[Problem statement]:
Spot each line in the records below where the word "SerializeOptions" occurs, then copy it.

[Given records]:

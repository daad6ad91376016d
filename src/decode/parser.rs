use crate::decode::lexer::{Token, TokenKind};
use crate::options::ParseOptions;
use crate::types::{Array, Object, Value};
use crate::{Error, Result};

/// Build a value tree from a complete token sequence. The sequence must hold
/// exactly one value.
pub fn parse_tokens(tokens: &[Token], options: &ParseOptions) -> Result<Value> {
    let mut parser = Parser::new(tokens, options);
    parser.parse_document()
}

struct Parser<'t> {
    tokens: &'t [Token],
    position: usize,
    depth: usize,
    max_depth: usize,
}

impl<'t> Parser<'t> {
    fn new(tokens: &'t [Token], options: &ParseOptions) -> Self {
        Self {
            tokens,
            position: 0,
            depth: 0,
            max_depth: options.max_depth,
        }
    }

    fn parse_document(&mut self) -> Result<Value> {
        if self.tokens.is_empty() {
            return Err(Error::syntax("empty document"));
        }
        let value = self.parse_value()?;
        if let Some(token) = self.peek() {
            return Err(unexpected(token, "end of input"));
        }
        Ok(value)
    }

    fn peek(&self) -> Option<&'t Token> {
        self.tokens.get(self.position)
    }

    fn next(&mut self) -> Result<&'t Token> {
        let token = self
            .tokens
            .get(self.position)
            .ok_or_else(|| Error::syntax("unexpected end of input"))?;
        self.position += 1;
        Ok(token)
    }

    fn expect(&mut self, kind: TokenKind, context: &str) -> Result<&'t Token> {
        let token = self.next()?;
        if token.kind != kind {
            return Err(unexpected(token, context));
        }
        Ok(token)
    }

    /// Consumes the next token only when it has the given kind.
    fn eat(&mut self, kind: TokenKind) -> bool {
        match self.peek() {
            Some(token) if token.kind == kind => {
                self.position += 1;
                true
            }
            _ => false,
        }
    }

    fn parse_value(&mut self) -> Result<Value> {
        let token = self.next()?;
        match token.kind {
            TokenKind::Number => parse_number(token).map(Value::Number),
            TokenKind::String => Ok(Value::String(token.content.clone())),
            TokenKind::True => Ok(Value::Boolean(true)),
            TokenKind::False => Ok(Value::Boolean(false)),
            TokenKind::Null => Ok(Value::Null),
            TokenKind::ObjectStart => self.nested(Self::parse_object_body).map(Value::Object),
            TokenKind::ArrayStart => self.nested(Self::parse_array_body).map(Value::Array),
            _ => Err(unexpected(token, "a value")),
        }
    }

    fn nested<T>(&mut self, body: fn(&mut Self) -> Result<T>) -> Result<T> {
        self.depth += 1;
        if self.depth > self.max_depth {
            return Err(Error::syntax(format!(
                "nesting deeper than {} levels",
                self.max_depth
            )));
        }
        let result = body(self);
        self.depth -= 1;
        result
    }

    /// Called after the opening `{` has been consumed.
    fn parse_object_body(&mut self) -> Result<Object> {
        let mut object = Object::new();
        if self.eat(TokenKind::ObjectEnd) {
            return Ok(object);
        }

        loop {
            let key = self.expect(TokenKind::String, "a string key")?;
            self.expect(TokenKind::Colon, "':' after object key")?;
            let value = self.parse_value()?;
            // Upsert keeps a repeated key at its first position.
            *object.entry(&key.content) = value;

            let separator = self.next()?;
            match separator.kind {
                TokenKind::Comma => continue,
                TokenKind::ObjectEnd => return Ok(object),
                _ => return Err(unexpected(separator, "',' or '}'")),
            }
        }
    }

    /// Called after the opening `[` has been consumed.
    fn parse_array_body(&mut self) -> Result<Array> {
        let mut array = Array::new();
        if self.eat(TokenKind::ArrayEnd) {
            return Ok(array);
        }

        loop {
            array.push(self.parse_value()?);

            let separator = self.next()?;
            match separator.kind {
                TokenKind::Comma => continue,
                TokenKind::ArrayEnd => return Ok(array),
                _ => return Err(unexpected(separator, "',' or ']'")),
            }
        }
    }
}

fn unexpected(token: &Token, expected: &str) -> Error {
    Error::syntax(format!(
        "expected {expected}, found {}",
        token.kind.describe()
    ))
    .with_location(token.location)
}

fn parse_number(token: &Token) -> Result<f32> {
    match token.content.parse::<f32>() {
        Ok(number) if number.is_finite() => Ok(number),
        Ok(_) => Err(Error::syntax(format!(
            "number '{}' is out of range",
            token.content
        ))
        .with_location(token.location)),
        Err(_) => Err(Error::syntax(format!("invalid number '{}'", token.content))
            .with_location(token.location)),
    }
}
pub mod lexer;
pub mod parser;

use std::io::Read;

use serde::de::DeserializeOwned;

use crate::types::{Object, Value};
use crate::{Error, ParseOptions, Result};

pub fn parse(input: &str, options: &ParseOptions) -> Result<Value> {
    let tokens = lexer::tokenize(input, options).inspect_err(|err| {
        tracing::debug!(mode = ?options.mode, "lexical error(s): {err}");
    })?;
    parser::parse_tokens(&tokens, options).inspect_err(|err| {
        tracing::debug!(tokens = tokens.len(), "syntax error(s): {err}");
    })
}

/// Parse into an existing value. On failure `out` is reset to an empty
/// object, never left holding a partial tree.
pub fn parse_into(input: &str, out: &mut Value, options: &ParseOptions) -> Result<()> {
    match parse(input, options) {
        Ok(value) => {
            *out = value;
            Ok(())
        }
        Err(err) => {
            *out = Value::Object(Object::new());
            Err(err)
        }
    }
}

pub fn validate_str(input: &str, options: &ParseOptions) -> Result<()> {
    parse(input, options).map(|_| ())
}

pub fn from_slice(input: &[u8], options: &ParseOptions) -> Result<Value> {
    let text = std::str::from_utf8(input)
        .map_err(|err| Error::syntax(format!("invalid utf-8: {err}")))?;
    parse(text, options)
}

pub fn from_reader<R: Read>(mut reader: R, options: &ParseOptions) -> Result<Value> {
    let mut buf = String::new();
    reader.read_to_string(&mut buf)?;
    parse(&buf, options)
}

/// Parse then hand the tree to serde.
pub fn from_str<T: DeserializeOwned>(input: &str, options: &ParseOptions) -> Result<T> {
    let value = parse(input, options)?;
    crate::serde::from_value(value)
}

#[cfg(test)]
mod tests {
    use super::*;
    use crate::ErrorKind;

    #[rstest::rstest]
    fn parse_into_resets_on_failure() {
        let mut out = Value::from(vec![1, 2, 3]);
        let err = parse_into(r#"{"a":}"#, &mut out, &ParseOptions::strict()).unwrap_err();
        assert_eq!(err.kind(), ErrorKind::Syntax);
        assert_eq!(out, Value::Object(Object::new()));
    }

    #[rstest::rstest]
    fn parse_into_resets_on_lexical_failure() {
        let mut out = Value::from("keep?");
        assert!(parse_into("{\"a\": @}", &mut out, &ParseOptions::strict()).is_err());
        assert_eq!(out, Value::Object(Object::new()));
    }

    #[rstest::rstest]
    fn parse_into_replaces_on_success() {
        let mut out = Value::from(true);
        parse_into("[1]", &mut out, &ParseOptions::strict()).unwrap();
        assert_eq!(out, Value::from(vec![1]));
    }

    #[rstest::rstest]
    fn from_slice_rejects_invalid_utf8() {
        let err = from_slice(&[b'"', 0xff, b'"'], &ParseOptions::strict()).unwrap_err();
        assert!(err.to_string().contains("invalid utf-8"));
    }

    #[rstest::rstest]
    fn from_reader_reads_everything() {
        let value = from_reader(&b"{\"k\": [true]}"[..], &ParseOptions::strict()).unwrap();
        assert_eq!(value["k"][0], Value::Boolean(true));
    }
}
==
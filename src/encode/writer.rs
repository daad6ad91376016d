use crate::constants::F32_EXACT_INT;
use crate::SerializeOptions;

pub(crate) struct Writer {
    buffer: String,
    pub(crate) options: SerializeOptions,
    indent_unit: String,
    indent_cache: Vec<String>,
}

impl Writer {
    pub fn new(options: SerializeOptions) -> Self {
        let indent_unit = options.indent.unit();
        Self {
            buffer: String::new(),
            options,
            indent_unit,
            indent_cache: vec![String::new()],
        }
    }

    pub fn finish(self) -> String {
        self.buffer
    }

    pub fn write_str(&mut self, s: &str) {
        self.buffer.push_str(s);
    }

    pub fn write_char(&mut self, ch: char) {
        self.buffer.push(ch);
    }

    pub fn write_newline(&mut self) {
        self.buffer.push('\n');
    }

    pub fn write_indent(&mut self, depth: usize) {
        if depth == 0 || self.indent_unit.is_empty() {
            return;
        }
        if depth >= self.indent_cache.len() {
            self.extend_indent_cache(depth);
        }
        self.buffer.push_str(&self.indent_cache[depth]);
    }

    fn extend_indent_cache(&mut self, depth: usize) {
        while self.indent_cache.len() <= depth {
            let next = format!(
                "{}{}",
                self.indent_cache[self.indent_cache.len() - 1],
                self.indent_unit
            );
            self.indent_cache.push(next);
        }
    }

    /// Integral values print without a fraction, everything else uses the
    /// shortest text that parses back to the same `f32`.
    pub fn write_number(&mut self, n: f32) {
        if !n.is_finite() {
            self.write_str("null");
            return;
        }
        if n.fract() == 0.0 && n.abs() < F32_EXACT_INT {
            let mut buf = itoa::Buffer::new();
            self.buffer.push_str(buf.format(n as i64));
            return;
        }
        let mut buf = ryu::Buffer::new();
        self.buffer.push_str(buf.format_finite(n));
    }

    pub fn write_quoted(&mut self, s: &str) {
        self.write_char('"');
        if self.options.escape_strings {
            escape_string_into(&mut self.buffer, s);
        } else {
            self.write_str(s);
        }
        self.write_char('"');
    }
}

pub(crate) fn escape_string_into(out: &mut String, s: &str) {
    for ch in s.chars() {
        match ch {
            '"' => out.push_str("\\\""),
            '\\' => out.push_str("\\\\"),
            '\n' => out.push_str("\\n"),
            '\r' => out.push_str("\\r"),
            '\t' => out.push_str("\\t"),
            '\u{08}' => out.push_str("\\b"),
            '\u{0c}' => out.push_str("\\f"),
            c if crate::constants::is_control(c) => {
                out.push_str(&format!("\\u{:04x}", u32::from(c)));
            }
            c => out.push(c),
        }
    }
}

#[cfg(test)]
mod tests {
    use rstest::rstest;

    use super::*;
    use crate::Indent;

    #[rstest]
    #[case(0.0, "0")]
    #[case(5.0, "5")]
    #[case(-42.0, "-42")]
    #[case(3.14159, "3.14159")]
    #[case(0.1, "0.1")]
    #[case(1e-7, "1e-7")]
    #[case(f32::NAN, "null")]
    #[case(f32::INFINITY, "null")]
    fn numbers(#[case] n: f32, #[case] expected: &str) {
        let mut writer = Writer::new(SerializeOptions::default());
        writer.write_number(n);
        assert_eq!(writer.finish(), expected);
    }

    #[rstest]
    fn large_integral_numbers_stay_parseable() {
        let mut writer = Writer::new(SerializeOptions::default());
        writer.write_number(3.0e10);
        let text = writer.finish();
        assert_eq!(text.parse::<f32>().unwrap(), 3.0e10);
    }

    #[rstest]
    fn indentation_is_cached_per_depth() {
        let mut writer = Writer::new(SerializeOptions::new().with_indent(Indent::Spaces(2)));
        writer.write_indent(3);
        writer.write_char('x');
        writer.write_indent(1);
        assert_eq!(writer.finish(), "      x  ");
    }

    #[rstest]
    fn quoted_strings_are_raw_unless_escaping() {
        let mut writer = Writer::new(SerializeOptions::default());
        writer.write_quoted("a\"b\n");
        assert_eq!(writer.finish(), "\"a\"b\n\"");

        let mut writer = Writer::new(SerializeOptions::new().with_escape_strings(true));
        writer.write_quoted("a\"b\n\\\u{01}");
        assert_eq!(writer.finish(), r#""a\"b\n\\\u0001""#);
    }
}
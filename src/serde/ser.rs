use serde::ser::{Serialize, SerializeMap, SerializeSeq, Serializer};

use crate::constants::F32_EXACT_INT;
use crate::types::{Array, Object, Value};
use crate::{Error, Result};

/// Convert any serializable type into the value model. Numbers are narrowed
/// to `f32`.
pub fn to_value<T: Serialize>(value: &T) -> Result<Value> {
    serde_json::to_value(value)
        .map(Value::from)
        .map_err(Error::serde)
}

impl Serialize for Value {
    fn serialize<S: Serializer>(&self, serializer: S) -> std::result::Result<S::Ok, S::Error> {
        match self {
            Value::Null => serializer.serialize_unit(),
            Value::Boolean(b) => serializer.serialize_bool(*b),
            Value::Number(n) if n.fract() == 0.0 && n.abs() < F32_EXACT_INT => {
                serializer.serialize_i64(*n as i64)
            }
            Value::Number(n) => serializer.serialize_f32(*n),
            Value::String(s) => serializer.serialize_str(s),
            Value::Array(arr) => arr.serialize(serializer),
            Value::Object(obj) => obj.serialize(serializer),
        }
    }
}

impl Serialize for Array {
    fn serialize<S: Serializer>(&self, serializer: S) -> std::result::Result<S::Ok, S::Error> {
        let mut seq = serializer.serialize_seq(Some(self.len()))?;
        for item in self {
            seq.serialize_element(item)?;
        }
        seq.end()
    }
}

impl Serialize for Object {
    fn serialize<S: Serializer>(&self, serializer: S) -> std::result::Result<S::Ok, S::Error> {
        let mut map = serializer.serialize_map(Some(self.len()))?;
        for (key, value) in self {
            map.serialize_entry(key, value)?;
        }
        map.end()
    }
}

[Written reply]:
use crate::SerializeOptions;
    pub(crate) options: SerializeOptions,
    pub fn new(options: SerializeOptions) -> Self {
        let mut writer = Writer::new(SerializeOptions::default());
        let mut writer = Writer::new(SerializeOptions::default());
        let mut writer = Writer::new(SerializeOptions::new().with_indent(Indent::Spaces(2)));
        let mut writer = Writer::new(SerializeOptions::default());
        let mut writer = Writer::new(SerializeOptions::new().with_escape_strings(true));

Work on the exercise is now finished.